У позднего Шкловского в одном из писем к внуку есть интересная фраза. В 1971 году он пишет: «Мы в искусстве и науке не дрова, а спички, зажигающие костры». Так вот, эти спички за последние десятилетия, может, чуть отсырели, но мы их просушили, и сейчас ими можно зажечь еще немало костров.
— Как вы считаете, почему основные представители формальной школы, несмотря на то, что обвинение в «формализме» было крайне опасным, избежали репрессий? Ни Шкловский, ни Эйхенбаум, ни Тынянов, ни Якобсон, ни другие не были арестованы. Есть ли в этом какая-то логика, если вообще можно говорить о логике применительно к сталинскому террору?
— Для меня это тоже загадка. Правда, с Якобсоном и Тыняновым ситуация все-таки немного иная. Якобсон уехал в Европу в 1920-м, Тынянов болел уже в 1920-е. А вот Эйхенбаум был очевидным кандидатом. Почитайте биографию его брата Всеволода Волина. Как с таким братом ему удалось выжить, я не понимаю. При этом вполне правоверных марксистов типа Евгения Поливанова и Сергея Третьякова расстреляли.
— В очерке, посвященном собственному деду, еврейскому поэту, Борис Эйхенбаум пишет, что тот превратился в «научную проблему». Не кажется ли вам, что и сам Эйхенбаум превратился в подобную проблему? ОПОЯЗ не проходят в школе, а за словом «формализм» закрепился негативный оттенок...
— Ну, ОПОЯЗ в школе-то, наверное, проходить не надо, есть и более подходящие тексты для школьного возраста. Может, я заблуждаюсь или просто выдаю желаемое за действительное, но мне действительно кажется, что особой «проблемы» с формализмом сейчас среди специалистов нет ни в России, ни на Западе. Среди аспирантов-славистов формалисты — одна из самых востребованных тем. Постепенно растет количество переводов — вот, только что вышел том статей Тынянова на английском. Но я соглашусь, что есть проблемное наследие в изучении формализма. Изучать, не говоря уж о том, чтобы преподавать формализм в школе, довольно сложно. Три ключевые монографии о формализме написаны за границей. Фундаментального обзорного текста, написанного в России, нет. Как нет и собраний сочинений формалистов. Первая биография Шкловского вышла в ЖЗЛ только в 2014 году. Научных биографий нет до сих пор. От такого наследства, разумеется, надо отказываться, и чем быстрее, тем лучше. Всё жду, когда кто-нибудь догадается снять сериал о поколении формального метода. Там такие характеры, страсти и битва идей!

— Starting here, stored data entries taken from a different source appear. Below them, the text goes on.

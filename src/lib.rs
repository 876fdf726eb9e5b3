//! Post-OCR document assembly.
//!
//! Takes a batch of scanned pages already grouped into provisional documents
//! and refines it in three phases: keyword/MICR reclassification, merging of
//! adjacent unclassified or form-packet fragments, and auto-review marking of
//! the remaining `Other` documents.
pub mod assemble;
pub mod batch;
pub mod classify;
pub mod config;
pub mod error;
pub mod merge;
pub mod micr;
pub mod model;
pub mod output;
pub mod resolve;
pub mod review;
pub mod rules;

pub use assemble::{assemble, AssemblyReport};
pub use error::{AssembleError, ErrorKind};
pub use model::{Batch, BatchContext, Document, Page, PageField};
pub use resolve::{HocrFileSource, MemoryTextSource, PageTextSource};
pub use rules::KeywordRuleSet;
//! Error taxonomy for the assembly engine.
//!
//! Every failure the core can raise falls into one of three kinds. The first
//! error aborts the whole invocation; nothing is retried internally.
use std::fmt;
use std::io;
use std::path::Path;
use thiserror::Error;

/// Coarse failure category, stable for callers that branch on it.
#[derive(Debug, Clone, Copy, PartialEq, Eq)]
pub enum ErrorKind {
    ResourceNotFound,
    ParseFailure,
    StructuralViolation,
}

impl ErrorKind {
    pub fn as_str(&self) -> &'static str {
        match self {
            ErrorKind::ResourceNotFound => "resource_not_found",
            ErrorKind::ParseFailure => "parse_failure",
            ErrorKind::StructuralViolation => "structural_violation",
        }
    }
}

impl fmt::Display for ErrorKind {
    fn fmt(&self, f: &mut fmt::Formatter<'_>) -> fmt::Result {
        f.write_str(self.as_str())
    }
}

#[derive(Error, Debug)]
pub enum AssembleError {
    /// A configuration or page-content resource is missing or unreadable.
    #[error("resource not found: {what} ({detail})")]
    ResourceNotFound { what: String, detail: String },

    /// A resource exists but its contents are malformed.
    #[error("parse failure in {what}: {detail}")]
    ParseFailure { what: String, detail: String },

    /// An element the engine relies on is absent from the input.
    #[error("structural violation: {0}")]
    StructuralViolation(String),
}

impl AssembleError {
    pub fn kind(&self) -> ErrorKind {
        match self {
            AssembleError::ResourceNotFound { .. } => ErrorKind::ResourceNotFound,
            AssembleError::ParseFailure { .. } => ErrorKind::ParseFailure,
            AssembleError::StructuralViolation(_) => ErrorKind::StructuralViolation,
        }
    }

    pub fn parse(what: impl Into<String>, detail: impl fmt::Display) -> Self {
        AssembleError::ParseFailure {
            what: what.into(),
            detail: detail.to_string(),
        }
    }

    pub fn structural(message: impl Into<String>) -> Self {
        AssembleError::StructuralViolation(message.into())
    }

    /// Wrap a failed read of `path`; any I/O failure counts as the resource
    /// being unavailable.
    pub fn read(path: &Path, err: io::Error) -> Self {
        AssembleError::ResourceNotFound {
            what: path.display().to_string(),
            detail: err.to_string(),
        }
    }
}

#[cfg(test)]
mod tests {
    use super::*;

    #[test]
    fn kinds_follow_variants() {
        let missing = AssembleError::read(
            Path::new("/nope/rules.properties"),
            io::Error::new(io::ErrorKind::NotFound, "gone"),
        );
        assert_eq!(missing.kind(), ErrorKind::ResourceNotFound);
        assert!(missing.to_string().contains("/nope/rules.properties"));

        let parse = AssembleError::parse("page.hocr", "unexpected end of stream");
        assert_eq!(parse.kind(), ErrorKind::ParseFailure);
        assert_eq!(
            parse.to_string(),
            "parse failure in page.hocr: unexpected end of stream"
        );

        let structural = AssembleError::structural("documents[0].type is missing");
        assert_eq!(structural.kind(), ErrorKind::StructuralViolation);
        assert_eq!(structural.kind().as_str(), "structural_violation");
    }
}
use std::process::ExitStatus;
use std::time::Duration;

pub type DeployResult<T> = Result<T, DeployError>;

#[derive(Debug, thiserror::Error)]
pub enum DeployError {
    #[error("command failed: {command}")]
    CommandFailed { command: String, status: ExitStatus },

    #[error("command not found: {0}")]
    CommandNotFound(String),

    #[error("command timed out after {}s: {command}", .after.as_secs())]
    CommandTimeout { command: String, after: Duration },

    #[error("prerequisite missing: {0}")]
    PrerequisiteMissing(String),

    #[error("environment variable missing: {0}")]
    EnvMissing(String),

    #[error("invalid configuration: {0}")]
    InvalidConfig(String),

    #[error("file not found: {0}")]
    FileNotFound(String),

    #[error("DigitalOcean API {endpoint} returned {status}: {body}")]
    Api {
        endpoint: &'static str,
        status: reqwest::StatusCode,
        body: String,
    },

    #[error("DigitalOcean API request failed: {0}")]
    Http(#[from] reqwest::Error),

    #[error("malformed {endpoint} response: {reason}")]
    MalformedResponse {
        endpoint: &'static str,
        reason: String,
    },

    #[error("droplet {0} is active but has no IPv4 address")]
    NoIpv4Address(u64),

    #[error("droplet {id} did not become active within {}s", .waited.as_secs())]
    InstanceTimeout { id: u64, waited: Duration },

    #[error("SSH did not become available on {host} after {attempts} attempts")]
    SshUnreachable { host: String, attempts: u32 },

    #[error("DNS error: {0}")]
    DnsError(String),

    #[error(transparent)]
    Io(#[from] std::io::Error),
}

— А как вы вообще пришли к этой теме?
— Это долгая и странная история. Я читал Шкловского в студенчестве, но скорее как беллетристику. Позднее, уже во время учебы в Колумбийском университете в конце 1990-х, у меня был продолжительный период увлечения Лаканом, у которого, к моему тогдашнему удивлению, был период увлечения идеями Романа Якобсона. Так я вдруг обнаружил, что известная лакановская идея о том, что неврозы развиваются по принципу метонимии, а психозы — по принципу метафоры, есть не что иное, как адаптация якобсоновской работы об афазии и двух типах речевого поведения. Одна из моих первых статей была об афазии. А писал я ее как итоговую курсовую для индивидуального семинара о формалистах, который вел со мной на первом курсе аспирантуры в колумбийском Борис Михайлович Гаспаров. Так что к формализму я шел зигзагами, Шкловскому бы это понравилось.
— Планируете ли вы возвращать читателю другие имена? Что будет еще в библиотеке «формального метода»?
— Да, конечно, будут и другие авторы. У меня сложились просто удивительные рабочие отношения с издательством «Кабинетный ученый» и его владельцем Федором Еремеевым. Единственным ограничителем является недостаток времени. А идей множество! Сейчас готовится четвертый том «Формального метода». В дополнение к уже выпущенным томам («Системы», «Материалы», «Технологии») появится «Функция», в которую войдут работы Бориса Арватова, Алексея Гастева, Моисея Гинзбурга, Евгения Поливанова и Льва Кулешова. Плюс мы готовим очередные тома серии «Как быть писателем». Но на ней точно не остановимся. Формальный метод неисчерпаем, было бы время.